- Era: circa 1905
A while back I published a couple of posts on so-called "promiscuous figures," which may be substituted into the first set of quadrilles for variety. The Flirtation figure is another of these, taken from English dancing master William Lamb's How and What to Dance (London, 1903), an undated New York edition of which was published in the first decade of the 20th century.
The figure is probably intended as a finale figure, replacing the usual fifth figure, since it is entirely full-set moves and finishes with a galopade, typically included in finale figures.
Flirtation Figure (8 bars + 32 bars x4 + 8 bars)
8b Introduction (no bows if replacing a finale figure)
4b Grand Circle (all take hands and forward and back twice)
4b Turn partners two hands
4b All four ladies forward and back
4b All four gentlemen forward, turn, and bow to lady at their left (their corner lady)

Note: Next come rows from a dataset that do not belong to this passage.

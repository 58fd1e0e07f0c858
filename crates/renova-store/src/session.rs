//! Development identity shim
//!
//! Stands in for the hosted identity provider when running against the
//! local store. Passwords are accepted without verification; the signed-in
//! principal is persisted in the `session` table.

#![allow(clippy::result_large_err)]

use async_trait::async_trait;
use chrono::Utc;
use renova_core::errors::{ExError, RenovaError};
use renova_core::model::{Principal, User, UserDraft, UserRole};
use renova_core::ops::{IdentityProvider, Repository, UserDirectory};
use renova_core_types::Sensitive;
use rusqlite::OptionalExtension;

use crate::db::SharedConnection;
use crate::errors::{from_rusqlite, Result};
use crate::repo::LocalCollection;

const COLLECTION: &str = "session";

#[derive(Clone)]
pub struct LocalIdentity {
    conn: SharedConnection,
    users: LocalCollection<User>,
}

impl LocalIdentity {
    pub(crate) fn new(conn: SharedConnection, users: LocalCollection<User>) -> Self {
        Self { conn, users }
    }

    fn store_session(&self, principal: &Principal) -> Result<()> {
        self.conn.logged("store_session", COLLECTION, |conn| {
            conn.execute(
                "INSERT INTO session (id, email, display_name, signed_in_at) VALUES (1, ?1, ?2, ?3)
                 ON CONFLICT(id) DO UPDATE SET
                    email = excluded.email,
                    display_name = excluded.display_name,
                    signed_in_at = excluded.signed_in_at",
                rusqlite::params![
                    principal.email,
                    principal.display_name,
                    Utc::now().to_rfc3339()
                ],
            )
            .map_err(from_rusqlite)?;
            Ok(())
        })
    }
}

fn principal_for(user: &User) -> Principal {
    Principal::new(user.email.clone()).with_display_name(user.name.clone())
}

#[async_trait]
impl IdentityProvider for LocalIdentity {
    async fn sign_up(
        &self,
        email: &str,
        _password: &Sensitive<String>,
        name: &str,
    ) -> Result<Principal> {
        if self.users.find_by_email(email).await?.is_some() {
            return Err(ExError::from(RenovaError::AlreadyExists {
                collection: "users".to_string(),
                key: email.trim().to_lowercase(),
            })
            .with_op("sign_up"));
        }

        let user = self
            .users
            .create(UserDraft {
                name: name.trim().to_string(),
                email: email.trim().to_string(),
                role: UserRole::User,
            })
            .await?;

        let principal = principal_for(&user);
        self.store_session(&principal)?;
        Ok(principal)
    }

    async fn sign_in(&self, email: &str, _password: &Sensitive<String>) -> Result<Principal> {
        let user = self.users.find_by_email(email).await?.ok_or_else(|| {
            ExError::from(RenovaError::NotFound {
                collection: "users".to_string(),
                id: email.trim().to_lowercase(),
            })
            .with_op("sign_in")
        })?;

        let principal = principal_for(&user);
        self.store_session(&principal)?;
        tracing::info!(op = "sign_in", backend = crate::BACKEND, "local session started");
        Ok(principal)
    }

    async fn sign_out(&self) -> Result<()> {
        self.conn.logged("sign_out", COLLECTION, |conn| {
            conn.execute("DELETE FROM session", [])
                .map_err(from_rusqlite)?;
            Ok(())
        })
    }

    async fn current_principal(&self) -> Result<Option<Principal>> {
        self.conn.logged("current_principal", COLLECTION, |conn| {
            conn.query_row(
                "SELECT email, display_name FROM session WHERE id = 1",
                [],
                |row| {
                    Ok(Principal {
                        email: row.get(0)?,
                        display_name: row.get(1)?,
                    })
                },
            )
            .optional()
            .map_err(from_rusqlite)
        })
    }
}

4b Chassez with corners; slide right and left, gents coming out of center and back in
4b Turn corners two hands, ending in gentleman's original place
8b All galopade around the set (four-slide galop to each position, alternating over hands/over elbows)
Repeat previous thirty-two bars three more times. After last repetition:
8b Grand Circle and turn partners two hands
During each iteration of the figure, the ladies move one place counter-clockwise around the set. The gentlemen all return to their own places, bringing a new lady with them each time. After four times through the figure, all the ladies are back with their original partners. There is a final eight-bar "tag" figure to end.
(Edited 7/6/2016 to add: see my later post on this figure for considerably more information!)
If I'm reading this correctly, the ladies progress counter-clockwise, not clockwise. Men take the left hand lady (corner) home; that would move women one spot to their right, counter-clockwise and along LOD.
Wonderful site; I have a friend who keeps requesting quadrilles at our square dances. Maybe if I send her here she'll understand the conplexity of what she's asking for!